*** DATA SECTION ***

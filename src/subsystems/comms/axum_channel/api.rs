//! Axum handlers for the chat API.
//!
//! Each handler receives [`AxumState`] via [`axum::extract::State`] and
//! returns an axum [`Response`]. Internal error detail is logged, never
//! sent to the client.

use axum::{
    Json,
    extract::{State, rejection::JsonRejection},
    http::{HeaderMap, HeaderValue, StatusCode, header},
    response::{IntoResponse, Response},
};
use serde::Deserialize;
use serde_json::json;
use tracing::{error, info, warn};

use crate::subsystems::comms::state::CommsEvent;

use super::AxumState;
use super::session::SessionCookies;

// ── Request types ─────────────────────────────────────────────────────────────

#[derive(Deserialize)]
pub(super) struct MessageRequest {
    #[serde(default)]
    message: Option<String>,
}

// ── Helpers ───────────────────────────────────────────────────────────────────

fn no_message() -> Response {
    (StatusCode::BAD_REQUEST, Json(json!({ "error": "No message provided" }))).into_response()
}

fn internal_error() -> Response {
    (
        StatusCode::INTERNAL_SERVER_ERROR,
        Json(json!({ "error": "An internal error occurred" })),
    )
        .into_response()
}

// ── Handlers ──────────────────────────────────────────────────────────────────

/// POST /get_response
pub(super) async fn get_response(
    State(state): State<AxumState>,
    headers: HeaderMap,
    body: Result<Json<MessageRequest>, JsonRejection>,
) -> Response {
    let message = match body {
        Ok(Json(MessageRequest { message: Some(m) })) if !m.is_empty() => m,
        Ok(_) => {
            warn!(channel_id = %state.channel_id, "request without message");
            return no_message();
        }
        Err(rejection) => {
            warn!(channel_id = %state.channel_id, error = %rejection.body_text(), "unreadable request body");
            return no_message();
        }
    };

    let (session_id, is_new) = match state.cookies.session_from_headers(&headers) {
        Some(id) => (id, false),
        None => (SessionCookies::new_session_id(), true),
    };

    info!(channel_id = %state.channel_id, %session_id, "message received");

    match state
        .comms
        .send_message(&state.channel_id, Some(&session_id), message)
        .await
    {
        Ok(reply) => {
            let mut resp = (StatusCode::OK, Json(json!({ "response": reply }))).into_response();
            if is_new {
                match HeaderValue::from_str(&state.cookies.set_cookie(&session_id)) {
                    Ok(value) => {
                        resp.headers_mut().insert(header::SET_COOKIE, value);
                    }
                    Err(e) => warn!("cannot encode session cookie: {e}"),
                }
                state.comms.report_event(CommsEvent::SessionStarted {
                    channel_id: state.channel_id.to_string(),
                    session_id,
                });
            }
            resp
        }
        Err(e) => {
            error!(channel_id = %state.channel_id, %session_id, "message handling failed: {e}");
            internal_error()
        }
    }
}

/// GET /history — this session's transcript, or `[]`.
pub(super) async fn history(State(state): State<AxumState>, headers: HeaderMap) -> Response {
    let Some(session_id) = state.cookies.session_from_headers(&headers) else {
        return (StatusCode::OK, Json(json!([]))).into_response();
    };

    match state.comms.history(&session_id).await {
        Ok(entries) => (StatusCode::OK, Json(entries)).into_response(),
        Err(e) => {
            error!(channel_id = %state.channel_id, %session_id, "history read failed: {e}");
            internal_error()
        }
    }
}
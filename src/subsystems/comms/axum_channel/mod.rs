//! Axum-based HTTP channel — the web chat front.
//!
//! Implements [`Component`] so it slots into the comms subsystem lifecycle:
//! `run()` drives the axum event loop and the shared [`CancellationToken`]
//! is wired to axum's graceful shutdown.
//!
//! ## URL layout
//!
//! ```text
//! GET  /               → chat page
//! GET  /favicon.ico    → 204
//! GET  /history        → this session's transcript (JSON array)
//! POST /get_response   → {"message": "..."} ⇒ {"response": "..."}
//! ```
//!
//! Sessions are keyed by a signed cookie; see [`session`].

mod api;
pub mod session;
mod ui;

use std::sync::Arc;

use axum::{
    Router,
    routing::{get, post},
};
use tokio::net::TcpListener;
use tokio_util::sync::CancellationToken;
use tracing::info;

use crate::error::AppError;
use crate::subsystems::runtime::{Component, ComponentFuture};

use super::state::CommsState;
use self::session::SessionCookies;

// ── Shared request state ──────────────────────────────────────────────────────

/// Axum router state injected into every handler via [`axum::extract::State`].
///
/// Cheap to clone — all fields are reference-counted.
#[derive(Clone)]
pub(crate) struct AxumState {
    /// Channel identifier used in log fields.
    pub channel_id: Arc<str>,
    /// Comms subsystem capabilities (message routing, history).
    pub comms: Arc<CommsState>,
    pub cookies: SessionCookies,
}

// ── AxumChannel ───────────────────────────────────────────────────────────────

pub struct AxumChannel {
    channel_id: String,
    bind_addr: String,
    state: Arc<CommsState>,
    cookies: SessionCookies,
}

impl AxumChannel {
    pub fn new(
        channel_id: impl Into<String>,
        bind_addr: impl Into<String>,
        state: Arc<CommsState>,
        cookies: SessionCookies,
    ) -> Self {
        Self {
            channel_id: channel_id.into(),
            bind_addr: bind_addr.into(),
            state,
            cookies,
        }
    }
}

impl Component for AxumChannel {
    fn id(&self) -> &str {
        &self.channel_id
    }

    fn run(self: Box<Self>, shutdown: CancellationToken) -> ComponentFuture {
        Box::pin(run_axum(
            self.channel_id,
            self.bind_addr,
            self.state,
            self.cookies,
            shutdown,
        ))
    }
}

// ── Server loop ───────────────────────────────────────────────────────────────

async fn run_axum(
    channel_id: String,
    bind_addr: String,
    comms: Arc<CommsState>,
    cookies: SessionCookies,
    shutdown: CancellationToken,
) -> Result<(), AppError> {
    let router = router(&channel_id, comms, cookies);

    let listener = TcpListener::bind(&bind_addr)
        .await
        .map_err(|e| AppError::Comms(format!("axum bind failed on {bind_addr}: {e}")))?;

    info!(%channel_id, %bind_addr, "axum channel listening");

    axum::serve(listener, router)
        .with_graceful_shutdown(async move { shutdown.cancelled().await })
        .await
        .map_err(|e| AppError::Comms(format!("axum server error: {e}")))?;

    info!(%channel_id, "axum channel shut down");
    Ok(())
}

// ── Router ────────────────────────────────────────────────────────────────────

/// Build the chat router. Public so it can be driven in-process by tests.
pub fn router(channel_id: &str, comms: Arc<CommsState>, cookies: SessionCookies) -> Router {
    let state = AxumState {
        channel_id: Arc::from(channel_id),
        comms,
        cookies,
    };

    Router::new()
        .route("/",             get(ui::root))
        .route("/favicon.ico",  get(ui::favicon))
        .route("/history",      get(api::history))
        .route("/get_response", post(api::get_response))
        .with_state(state)
}
//! Comms subsystem — manages all external I/O channels.
//!
//! # Architecture
//!
//! Each channel (HTTP via axum, PTY console) implements
//! [`runtime::Component`] and is spawned as an independent concurrent task by
//! [`start`] via [`runtime::spawn_components`]. Channels capture their shared
//! [`Arc<CommsState>`] at construction time. No state is passed through the
//! generic `Component::run` signature.
//!
//! An intra-subsystem [`mpsc`] channel lets running channels signal the
//! comms manager (lifecycle events, session tracking). This is drained in a
//! short-lived background task that dies naturally when all channel senders
//! are dropped.
//!
//! # Starting
//!
//! [`start`] is synchronous. It returns a [`SubsystemHandle`] as soon as
//! the tasks are spawned. The caller decides when (or whether) to await it.
//!
//! [`runtime::Component`]: crate::subsystems::runtime::Component
//! [`runtime::spawn_components`]: crate::subsystems::runtime::spawn_components

#[cfg(feature = "channel-axum")]
pub mod axum_channel;
#[cfg(feature = "channel-pty")]
pub mod pty;
mod state;

pub use state::{CommsEvent, CommsState};

use std::sync::Arc;

use tokio::sync::mpsc;
use tokio_util::sync::CancellationToken;
use tracing::{debug, info};

use crate::config::Config;
use crate::subsystems::agents::Assistant;
use crate::subsystems::memory::{ChatLog, SessionStore};
use crate::subsystems::runtime::{Component, SubsystemHandle, spawn_components};

/// Which front the process serves.
#[derive(Debug, Clone, Copy, PartialEq, Eq)]
pub enum Mode {
    /// Web chat on `comms.http.bind`.
    Http,
    /// stdin/stdout console (`-i`).
    Console,
}

// ── start ───────────────────────────────────────────────────────────────────

/// Spawn the channel for `mode` and return a [`SubsystemHandle`].
///
/// If the channel exits with an error the shared `shutdown` token is
/// cancelled. The handle resolves when the channel has exited.
pub fn start(
    config: &Config,
    assistant: Arc<Assistant>,
    sessions: Arc<SessionStore>,
    mode: Mode,
    shutdown: CancellationToken,
) -> SubsystemHandle {
    // Intra-subsystem event channel: channels → manager.
    let (event_tx, event_rx) = mpsc::channel::<CommsEvent>(32);
    let chat_log = ChatLog::new(config.memory.chat_log.clone());
    let state = Arc::new(CommsState::new(assistant, sessions, chat_log, event_tx));

    let mut components: Vec<Box<dyn Component>> = Vec::new();

    match mode {
        #[cfg(feature = "channel-axum")]
        Mode::Http => {
            info!(bind = %config.comms.http.bind, "loading axum channel");
            let cookies = axum_channel::session::SessionCookies::from_secret(
                config.session_secret.as_deref(),
            );
            components.push(Box::new(axum_channel::AxumChannel::new(
                "http0",
                config.comms.http.bind.clone(),
                state.clone(),
                cookies,
            )));
        }
        #[cfg(feature = "channel-pty")]
        Mode::Console => {
            info!("loading pty channel");
            components.push(Box::new(pty::PtyChannel::new("pty0", state.clone())));
        }
        #[allow(unreachable_patterns)]
        other => info!(?other, "channel not compiled in"),
    }

    // Monitoring-only drain; ends once every channel (and its sender) is gone.
    drop(state);
    tokio::spawn(async move {
        let mut rx = event_rx;
        while let Some(event) = rx.recv().await {
            match event {
                CommsEvent::ChannelShutdown { ref channel_id } => {
                    debug!(channel_id, "channel reported shutdown");
                }
                CommsEvent::SessionStarted { ref channel_id, ref session_id } => {
                    info!(channel_id, session_id, "session started");
                }
            }
        }
    });

    spawn_components(components, shutdown)
}
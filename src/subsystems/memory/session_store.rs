//! Session transcript store.
//!
//! The outer `Mutex<HashMap>` only maps a session id to its own transcript
//! slot and is released before any file I/O; each slot has its own lock, so
//! disk access for one session never blocks another. With a `session_dir`
//! every append is written to `{dir}/{id}.json` *before* the in-memory copy
//! is updated, so a failed write leaves both views unchanged. Sessions not
//! yet in memory are read back from disk on first access. All methods block;
//! async callers go through `spawn_blocking`.

use std::collections::HashMap;
use std::fs;
use std::path::{Path, PathBuf};
use std::sync::{Arc, Mutex, MutexGuard};

use tracing::{debug, info};
use uuid::Uuid;

use crate::config::MemoryConfig;
use crate::error::AppError;

use super::TranscriptEntry;

/// `None` until the session has been read back from disk.
type Slot = Arc<Mutex<Option<Vec<TranscriptEntry>>>>;

pub struct SessionStore {
    sessions: Mutex<HashMap<String, Slot>>,
    session_dir: Option<PathBuf>,
    transcript_cap: Option<usize>,
}

impl SessionStore {
    /// Build from config, creating `session_dir` if one is configured.
    pub fn new(config: &MemoryConfig) -> Result<Self, AppError> {
        if let Some(dir) = &config.session_dir {
            fs::create_dir_all(dir).map_err(|e| {
                AppError::Memory(format!("cannot create session dir {}: {e}", dir.display()))
            })?;
            info!(session_dir = %dir.display(), "session transcripts persisted to disk");
        }
        Ok(Self {
            sessions: Mutex::new(HashMap::new()),
            session_dir: config.session_dir.clone(),
            transcript_cap: config.transcript_cap,
        })
    }

    /// Purely in-memory, unbounded.
    pub fn in_memory() -> Self {
        Self {
            sessions: Mutex::new(HashMap::new()),
            session_dir: None,
            transcript_cap: None,
        }
    }

    /// Append one exchange to `session_id`'s transcript.
    pub fn append(&self, session_id: &str, entry: TranscriptEntry) -> Result<(), AppError> {
        validate_id(session_id)?;
        let slot = self.slot(session_id)?;
        let mut transcript = lock_slot(&slot)?;

        let mut entries = match transcript.as_ref() {
            Some(existing) => existing.clone(),
            None => self.read_from_disk(session_id)?,
        };
        entries.push(entry);
        if let Some(cap) = self.transcript_cap {
            let excess = entries.len().saturating_sub(cap);
            entries.drain(..excess);
        }

        if let Some(dir) = &self.session_dir {
            write_transcript(&transcript_path(dir, session_id), &entries)?;
        }
        debug!(session_id, entries = entries.len(), "transcript appended");
        *transcript = Some(entries);
        Ok(())
    }

    /// Entries for `session_id` in append order; empty for an unknown session.
    pub fn history(&self, session_id: &str) -> Result<Vec<TranscriptEntry>, AppError> {
        validate_id(session_id)?;
        let known = self.lock()?.get(session_id).cloned();
        let slot = match known {
            Some(slot) => slot,
            None if self.session_dir.is_none() => return Ok(Vec::new()),
            None => self.slot(session_id)?,
        };

        let mut transcript = lock_slot(&slot)?;
        if let Some(entries) = transcript.as_ref() {
            return Ok(entries.clone());
        }
        let entries = self.read_from_disk(session_id)?;
        *transcript = Some(entries.clone());
        Ok(entries)
    }

    /// Number of sessions currently held in memory.
    #[cfg(test)]
    fn session_count(&self) -> usize {
        self.lock().map(|s| s.len()).unwrap_or(0)
    }

    /// The slot for `session_id`, created empty and unloaded if absent.
    fn slot(&self, session_id: &str) -> Result<Slot, AppError> {
        Ok(self.lock()?.entry(session_id.to_string()).or_default().clone())
    }

    fn lock(&self) -> Result<MutexGuard<'_, HashMap<String, Slot>>, AppError> {
        self.sessions
            .lock()
            .map_err(|_| AppError::Memory("session map lock poisoned".into()))
    }

    fn read_from_disk(&self, session_id: &str) -> Result<Vec<TranscriptEntry>, AppError> {
        match &self.session_dir {
            Some(dir) => read_transcript(&transcript_path(dir, session_id)),
            None => Ok(Vec::new()),
        }
    }
}

fn lock_slot(slot: &Slot) -> Result<MutexGuard<'_, Option<Vec<TranscriptEntry>>>, AppError> {
    slot.lock()
        .map_err(|_| AppError::Memory("session transcript lock poisoned".into()))
}

/// Session ids double as file names, so only canonical UUIDs are accepted.
fn validate_id(session_id: &str) -> Result<(), AppError> {
    Uuid::parse_str(session_id)
        .map(|_| ())
        .map_err(|e| AppError::Memory(format!("invalid session id '{session_id}': {e}")))
}

fn transcript_path(dir: &Path, session_id: &str) -> PathBuf {
    dir.join(format!("{session_id}.json"))
}

fn read_transcript(path: &Path) -> Result<Vec<TranscriptEntry>, AppError> {
    if !path.exists() {
        return Ok(Vec::new());
    }
    let data = fs::read_to_string(path)
        .map_err(|e| AppError::Memory(format!("cannot read {}: {e}", path.display())))?;
    serde_json::from_str(&data)
        .map_err(|e| AppError::Memory(format!("malformed {}: {e}", path.display())))
}

fn write_transcript(path: &Path, entries: &[TranscriptEntry]) -> Result<(), AppError> {
    let data = serde_json::to_string_pretty(entries)
        .map_err(|e| AppError::Memory(format!("serialise transcript: {e}")))?;
    fs::write(path, data)
        .map_err(|e| AppError::Memory(format!("cannot write {}: {e}", path.display())))
}
mod client;

pub use client::{ValidationClient, ValidationOutcome};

*** End of DATA SECTION ***

• ASSIGNED TASK: Look over the listing. Pull out every line with the string "only" in it.

• YOUR SOLUTION:
    // Monitoring-only drain; ends once every channel (and its sender) is gone.
//! The outer `Mutex<HashMap>` only maps a session id to its own transcript
/// Session ids double as file names, so only canonical UUIDs are accepted.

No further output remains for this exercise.